Political reconciliation has almost entirely stalled, suicide bombings “more than doubled” from January to April, sectarian deaths have increased beyond pre-escalation levels, and U.S. troop deaths are spiking.
During his press briefing yesterday, White House spokesman Tony Snow said the increasing chaos was a positive sign. The new levels of attacks “fit a pattern that we see throughout the region,” he said, “which is that when you see things moving towards success, or when you see signs of success, that there are acts of violence.” Watch it:
Also yesterday, Snow sharply downplayed the importance of the September Iraq report from top U.S. commander Gen. David Petraeus. Just last month, President Bush said September would be an “important moment” in the war because “Petraeus says that’s when he’ll have a pretty good assessment as to what the effects of the surge has been.”

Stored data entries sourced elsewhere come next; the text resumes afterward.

use std::fs;
use std::path::Path;

use assert_cmd::Command;
use predicates::prelude::*;
use tempfile::TempDir;

fn library(data_dir: &Path) -> Command {
    let mut cmd = Command::cargo_bin("library").unwrap();
    cmd.env("LIBRARY_CATALOG_DATA_DIR", data_dir)
        .env_remove("LIBRARY_CATALOG_DB");
    cmd
}

fn seed(data_dir: &Path) {
    library(data_dir)
        .args(["book", "add", "Dune", "Frank Herbert", "PS3558.E63", "--copies", "2"])
        .assert()
        .success()
        .stdout(predicate::str::contains("Added book: Dune by Frank Herbert [PS3558.E63]"));
    library(data_dir)
        .args(["borrower", "add", "Ada", "Lovelace", "ada@example.com", "555-0100"])
        .assert()
        .success()
        .stdout(predicate::str::contains("Added borrower: Ada Lovelace <ada@example.com>"));
}

#[test]
fn test_loan_lifecycle_across_invocations() {
    let temp_dir = TempDir::new().unwrap();
    let dir = temp_dir.path();
    seed(dir);

    library(dir)
        .args(["loan", "checkout", "PS3558.E63", "1", "ada@example.com"])
        .assert()
        .success()
        .stdout(predicate::str::contains("Checked out copy #1"));

    library(dir)
        .args(["loan", "status", "PS3558.E63", "1"])
        .assert()
        .success()
        .stdout(predicate::str::contains(
            "\"PS3558.E63\", 1, \"Dune\", \"Frank Herbert\", \"ada@example.com\"",
        ))
        .stdout(predicate::str::contains("false"));

    library(dir)
        .args(["loan", "renew", "PS3558.E63", "1"])
        .assert()
        .success();

    library(dir)
        .args(["loan", "renew", "PS3558.E63", "1"])
        .assert()
        .failure()
        .stderr(predicate::str::contains("already been renewed"));

    library(dir)
        .args(["borrower", "show", "ada@example.com"])
        .assert()
        .success()
        .stdout(predicate::str::contains("* \"PS3558.E63\", 1, \"Dune\""));

    library(dir)
        .args(["loan", "return", "PS3558.E63", "1"])
        .assert()
        .success();

    library(dir)
        .args(["loan", "status", "PS3558.E63", "1"])
        .assert()
        .success()
        .stdout(predicate::str::contains(
            "\"PS3558.E63\", 1, \"Dune\", \"Frank Herbert\", Available",
        ));

    library(dir)
        .args(["audit", "--limit", "10"])
        .assert()
        .success()
        .stdout(predicate::str::contains("PS3558.E63 #1"));
}

#[test]
fn test_refused_checkout_fails() {
    let temp_dir = TempDir::new().unwrap();
    let dir = temp_dir.path();
    seed(dir);

    library(dir)
        .args(["loan", "checkout", "PS3558.E63", "3", "ada@example.com"])
        .assert()
        .failure();
    library(dir)
        .args(["loan", "checkout", "PS3558.E63", "1", "nobody@example.com"])
        .assert()
        .failure();
    library(dir)
        .args(["book", "add", "Dune", "Someone Else", "PS3558.E63"])
        .assert()
        .failure();
}

#[test]
fn test_export_books_matches_report() {
    let temp_dir = TempDir::new().unwrap();
    let dir = temp_dir.path();
    seed(dir);
    let output = dir.join("books.csv");

    library(dir)
        .arg("export")
        .arg("books")
        .arg(&output)
        .assert()
        .success();

    assert_eq!(
        fs::read_to_string(&output).unwrap(),
        "\"Dune\",\"Frank Herbert\",\"PS3558.E63\",2\n"
    );
}

#[test]
fn test_import_borrowers_csv() {
    let temp_dir = TempDir::new().unwrap();
    let dir = temp_dir.path();
    let input = dir.join("borrowers.csv");
    fs::write(
        &input,
        "\"Ada\",\"Lovelace\",\"ada@example.com\",\"555-0100\"\n\
         \"Alan\",\"Turing\",\"alan@example.com\",\"555-0101\"\n",
    )
    .unwrap();

    library(dir)
        .arg("import")
        .arg("borrowers")
        .arg(&input)
        .assert()
        .success()
        .stdout(predicate::str::contains("Imported 2 borrowers"));

    library(dir)
        .args(["borrower", "list", "--csv"])
        .assert()
        .success()
        .stdout(predicate::str::contains("\"alan@example.com\""));
}

#[test]
fn test_db_flag_selects_catalog_file() {
    let temp_dir = TempDir::new().unwrap();
    let dir = temp_dir.path();
    let db = dir.join("other.json");

    library(dir)
        .arg("--db")
        .arg(&db)
        .args(["book", "add", "Dune", "Frank Herbert", "PS3558.E63"])
        .assert()
        .success();

    assert!(db.exists());
    assert!(!dir.join("data").join("catalog.json").exists());
}

#[test]
fn test_corrupt_catalog_is_reported() {
    let temp_dir = TempDir::new().unwrap();
    let dir = temp_dir.path();
    fs::create_dir_all(dir.join("data")).unwrap();
    fs::write(dir.join("data").join("catalog.json"), "not json").unwrap();

    library(dir)
        .args(["book", "list"])
        .assert()
        .failure()
        .stderr(predicate::str::contains("catalog.json"));
}

#[test]
fn test_config_rejects_unusable_settings() {
    let temp_dir = TempDir::new().unwrap();
    let dir = temp_dir.path();

    library(dir)
        .args(["config", "--date-format", "%Q"])
        .assert()
        .failure()
        .stderr(predicate::str::contains("Invalid date format"));
    library(dir)
        .args(["config", "--loan-days", "4294967295"])
        .assert()
        .failure();
    assert!(!dir.join("config.json").exists());

    seed(dir);
    library(dir)
        .args(["loan", "checkout", "PS3558.E63", "1", "ada@example.com"])
        .assert()
        .success()
        .stdout(predicate::str::contains("Due: "));
}

#[test]
fn test_book_add_rejects_huge_copy_count() {
    let temp_dir = TempDir::new().unwrap();
    let dir = temp_dir.path();

    library(dir)
        .args(["book", "add", "Dune", "Frank Herbert", "PS3558.E63", "--copies", "4000000000"])
        .assert()
        .failure()
        .stderr(predicate::str::contains("Validation error"));
}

Yesterday, Snow described Petraeus’ report as merely a “first opportunity” to “have a little bit of a metric” to “see what happens when you have all the forces in place for the Baghdad security plan.”
Q Let me follow on that, because I think some American officials have called this an act of desperation. And I’m wondering how this is seen as an act of desperation. Does that mean that the terrorists are so concerned that they’re sort of being shut down, and that the surge is so effective that they’re now desperate to make a statement?
MR. SNOW: Well, I think, again — a couple of things. It does fit a pattern that we see throughout the region, which is that when you see things moving towards success, or when you see signs of success, that there are acts of violence. We saw that, certainly — we’ve seen that in Lebanon, once again, today, tragically. We also saw it earlier in Lebanon. We have seen it on a number of occasions where, when Israel and the Palestinians seem to be getting close to a deal, there are kidnapings and acts of violence.
Q Tony, whenever you, or the President, or anyone in the administration is asked about assessing how the surge is going, you point out not everyone is there yet, it’s going to take a while — 30 or 60 days. Are we going to see any softening of the September deadline for a pivotal assessment on how this is going?
MR. SNOW: You call it a pivotal assessment — there are going to be regular assessments of what goes on — what has been going on in Iraq. And I think in September you will have the first opportunity to have a little bit of a metric to see what happens when you have all the forces in place for the Baghdad security plan. I mean, that I think — if you want a definitive judgment, I’ve warned from the very beginning about expecting some sort of magical thing to happen in September.
This is a war, and it is the sort of thing where you want to make sure that the measures that you are taking are producing results. And I think at that juncture you’re going to be able to have a little more granularity, as they say.